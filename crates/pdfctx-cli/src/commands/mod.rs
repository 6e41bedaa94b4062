//! Subcommands and the options they share.

pub mod batch;
pub mod config;
pub mod locales;
pub mod process;

use std::path::Path;
use std::sync::Arc;

use clap::Args;
use tracing::debug;

use pdfctx_core::{
    DocumentPipeline, LocaleRegistry, PageSelection, PdfCtxConfig, TableEngine, TabulaEngine,
};

use crate::output::OutputFormat;

/// Extraction options shared by `process` and `batch`.
#[derive(Args, Debug, Clone)]
pub struct ExtractArgs {
    /// Output format
    #[arg(short, long, value_enum, default_value = "csv")]
    pub format: OutputFormat,

    /// Domain parser applied to the extracted rows (e.g. bank_statement)
    #[arg(long)]
    pub parser: Option<String>,

    /// Use this locale instead of detecting it (fr, de, en)
    #[arg(short, long)]
    pub locale: Option<String>,

    /// Pages to read, e.g. "1,3" (default: all)
    #[arg(long)]
    pub pages: Option<String>,

    /// Convert amount cells to numbers using the document locale
    #[arg(long)]
    pub normalize: bool,

    /// Only print errors
    #[arg(short, long)]
    pub quiet: bool,
}

impl ExtractArgs {
    /// Command-line flags take precedence over the config file.
    pub fn apply(&self, config: &mut PdfCtxConfig) {
        if let Some(parser) = &self.parser {
            config.extraction.parser = Some(parser.clone());
        }
        if self.normalize {
            config.extraction.normalize_amounts = true;
        }
    }

    pub fn page_selection(&self) -> anyhow::Result<PageSelection> {
        match &self.pages {
            None => Ok(PageSelection::All),
            Some(pages) => parse_pages(pages),
        }
    }
}

/// Parse "all" or a comma-separated list of 1-indexed page numbers.
pub fn parse_pages(input: &str) -> anyhow::Result<PageSelection> {
    let input = input.trim();
    if input.is_empty() || input.eq_ignore_ascii_case("all") {
        return Ok(PageSelection::All);
    }

    let mut pages = Vec::new();
    for part in input.split(',') {
        let page: u32 = part
            .trim()
            .parse()
            .map_err(|_| anyhow::anyhow!("Invalid page number: '{}'", part.trim()))?;
        if page == 0 {
            anyhow::bail!("Page numbers start at 1");
        }
        pages.push(page);
    }
    Ok(PageSelection::Pages(pages))
}

/// Load the config from `path`, the default location, or built-in defaults.
pub fn load_config(path: Option<&str>) -> anyhow::Result<PdfCtxConfig> {
    if let Some(path) = path {
        return Ok(PdfCtxConfig::from_file(Path::new(path))?);
    }

    let default_path = config::default_config_path();
    if default_path.exists() {
        debug!("Loading config from {}", default_path.display());
        Ok(PdfCtxConfig::from_file(&default_path)?)
    } else {
        Ok(PdfCtxConfig::default())
    }
}

/// Check the engine once and build the document pipeline.
pub fn build_pipeline(
    config: &PdfCtxConfig,
    args: &ExtractArgs,
) -> anyhow::Result<DocumentPipeline<TabulaEngine>> {
    let pages = args.page_selection()?;

    let engine = TabulaEngine::from_config(&config.engine);
    engine
        .check_available()
        .map_err(|e| anyhow::anyhow!("Table extraction engine unavailable: {}", e))?;

    let registry = Arc::new(LocaleRegistry::builtin());
    Ok(DocumentPipeline::from_config(engine, config, registry)?.with_pages(pages))
}

#[cfg(test)]
mod tests {
    use super::*;
    use pretty_assertions::assert_eq;

    #[test]
    fn test_parse_pages() {
        assert_eq!(parse_pages("all").unwrap(), PageSelection::All);
        assert_eq!(parse_pages("1, 3,4").unwrap(), PageSelection::Pages(vec![1, 3, 4]));
        assert!(parse_pages("0").is_err());
        assert!(parse_pages("1,two").is_err());
    }

    #[test]
    fn test_flags_override_config() {
        let args = ExtractArgs {
            format: OutputFormat::Csv,
            parser: Some("bank_statement".to_string()),
            locale: None,
            pages: None,
            normalize: true,
            quiet: false,
        };

        let mut config = PdfCtxConfig::default();
        args.apply(&mut config);
        assert_eq!(config.extraction.parser.as_deref(), Some("bank_statement"));
        assert!(config.extraction.normalize_amounts);
    }
}
//! Table extraction backend using tabula-java.
//!
//! Runs `java -jar tabula.jar --format JSON` once per mode and decodes the
//! JSON table list it prints on stdout.

use std::path::{Path, PathBuf};
use std::process::Command;

use serde::Deserialize;
use tracing::{debug, trace};

use super::{Cell, ExtractionMode, PageSelection, RawTable, TableEngine};
use crate::error::EngineError;
use crate::models::config::EngineConfig;

/// tabula-java invoked as a subprocess.
pub struct TabulaEngine {
    java: String,
    jar: PathBuf,
}

#[derive(Debug, Deserialize)]
struct TabulaTable {
    #[serde(default)]
    data: Vec<Vec<TabulaCell>>,
}

#[derive(Debug, Deserialize)]
struct TabulaCell {
    #[serde(default)]
    text: String,
}

impl TabulaEngine {
    pub fn new(java: impl Into<String>, jar: impl Into<PathBuf>) -> Self {
        Self {
            java: java.into(),
            jar: jar.into(),
        }
    }

    pub fn from_config(config: &EngineConfig) -> Self {
        Self::new(config.java_path.clone(), config.tabula_jar.clone())
    }

    pub fn jar(&self) -> &Path {
        &self.jar
    }

    fn mode_flag(mode: ExtractionMode) -> &'static str {
        match mode {
            ExtractionMode::Lattice => "--lattice",
            ExtractionMode::Stream => "--stream",
            ExtractionMode::Guess => "--guess",
        }
    }

    /// Arguments passed to the Java runtime.
    pub fn command_args(&self, path: &Path, pages: &PageSelection, mode: ExtractionMode) -> Vec<String> {
        vec![
            "-Dfile.encoding=UTF8".to_string(),
            "-jar".to_string(),
            self.jar.display().to_string(),
            "--silent".to_string(),
            "--pages".to_string(),
            pages.to_string(),
            "--format".to_string(),
            "JSON".to_string(),
            Self::mode_flag(mode).to_string(),
            path.display().to_string(),
        ]
    }

    fn runtime_error(&self, e: std::io::Error) -> EngineError {
        if e.kind() == std::io::ErrorKind::NotFound {
            EngineError::RuntimeNotFound {
                program: self.java.clone(),
            }
        } else {
            EngineError::Io(e)
        }
    }
}

impl TableEngine for TabulaEngine {
    fn read_tables(
        &self,
        path: &Path,
        pages: &PageSelection,
        mode: ExtractionMode,
    ) -> Result<Vec<RawTable>, EngineError> {
        let args = self.command_args(path, pages, mode);
        trace!("Running {} {}", self.java, args.join(" "));

        let output = Command::new(&self.java)
            .args(&args)
            .output()
            .map_err(|e| self.runtime_error(e))?;

        if !output.status.success() {
            let code = output.status.code().unwrap_or(-1);
            let stderr = String::from_utf8_lossy(&output.stderr).trim().to_string();
            return Err(EngineError::Failed { mode, code, stderr });
        }

        let stdout = String::from_utf8_lossy(&output.stdout);
        let tables = parse_tabula_json(&stdout)?;
        debug!("tabula {} returned {} tables", mode, tables.len());
        Ok(tables)
    }

    fn check_available(&self) -> Result<(), EngineError> {
        if !self.jar.is_file() {
            return Err(EngineError::JarMissing(self.jar.clone()));
        }

        let output = Command::new(&self.java)
            .arg("-version")
            .output()
            .map_err(|e| self.runtime_error(e))?;

        if !output.status.success() {
            return Err(EngineError::RuntimeNotFound {
                program: self.java.clone(),
            });
        }
        Ok(())
    }

    fn name(&self) -> &str {
        "tabula"
    }
}

/// Decode tabula's JSON output into raw tables.
///
/// Empty cell text becomes [`Cell::Empty`]; line breaks inside a cell become spaces.
pub fn parse_tabula_json(json: &str) -> Result<Vec<RawTable>, EngineError> {
    if json.trim().is_empty() {
        return Ok(Vec::new());
    }

    let tables: Vec<TabulaTable> =
        serde_json::from_str(json).map_err(|e| EngineError::InvalidOutput(e.to_string()))?;

    Ok(tables
        .into_iter()
        .map(|table| {
            let rows = table
                .data
                .into_iter()
                .map(|row| {
                    row.into_iter()
                        .map(|cell| Cell::from(cell.text.replace(['\r', '\n'], " ").trim()))
                        .collect()
                })
                .collect();
            RawTable::new(rows)
        })
        .collect())
}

§ **Task to carry out**:
Starting at the first line of the records above, please copy every line exactly through the line containing "if let Some(parser)", and stop there.

§ **Finished task**:
filename crates/pdfctx-cli/src/commands/mod.rs
repository 6e41bedaa94b4062
//! Subcommands and the options they share.

pub mod batch;
pub mod config;
pub mod locales;
pub mod process;

use std::path::Path;
use std::sync::Arc;

use clap::Args;
use tracing::debug;

use pdfctx_core::{
    DocumentPipeline, LocaleRegistry, PageSelection, PdfCtxConfig, TableEngine, TabulaEngine,
};

use crate::output::OutputFormat;

/// Extraction options shared by `process` and `batch`.
#[derive(Args, Debug, Clone)]
pub struct ExtractArgs {
    /// Output format
    #[arg(short, long, value_enum, default_value = "csv")]
    pub format: OutputFormat,

    /// Domain parser applied to the extracted rows (e.g. bank_statement)
    #[arg(long)]
    pub parser: Option<String>,

    /// Use this locale instead of detecting it (fr, de, en)
    #[arg(short, long)]
    pub locale: Option<String>,

    /// Pages to read, e.g. "1,3" (default: all)
    #[arg(long)]
    pub pages: Option<String>,

    /// Convert amount cells to numbers using the document locale
    #[arg(long)]
    pub normalize: bool,

    /// Only print errors
    #[arg(short, long)]
    pub quiet: bool,
}

impl ExtractArgs {
    /// Command-line flags take precedence over the config file.
    pub fn apply(&self, config: &mut PdfCtxConfig) {
        if let Some(parser) = &self.parser {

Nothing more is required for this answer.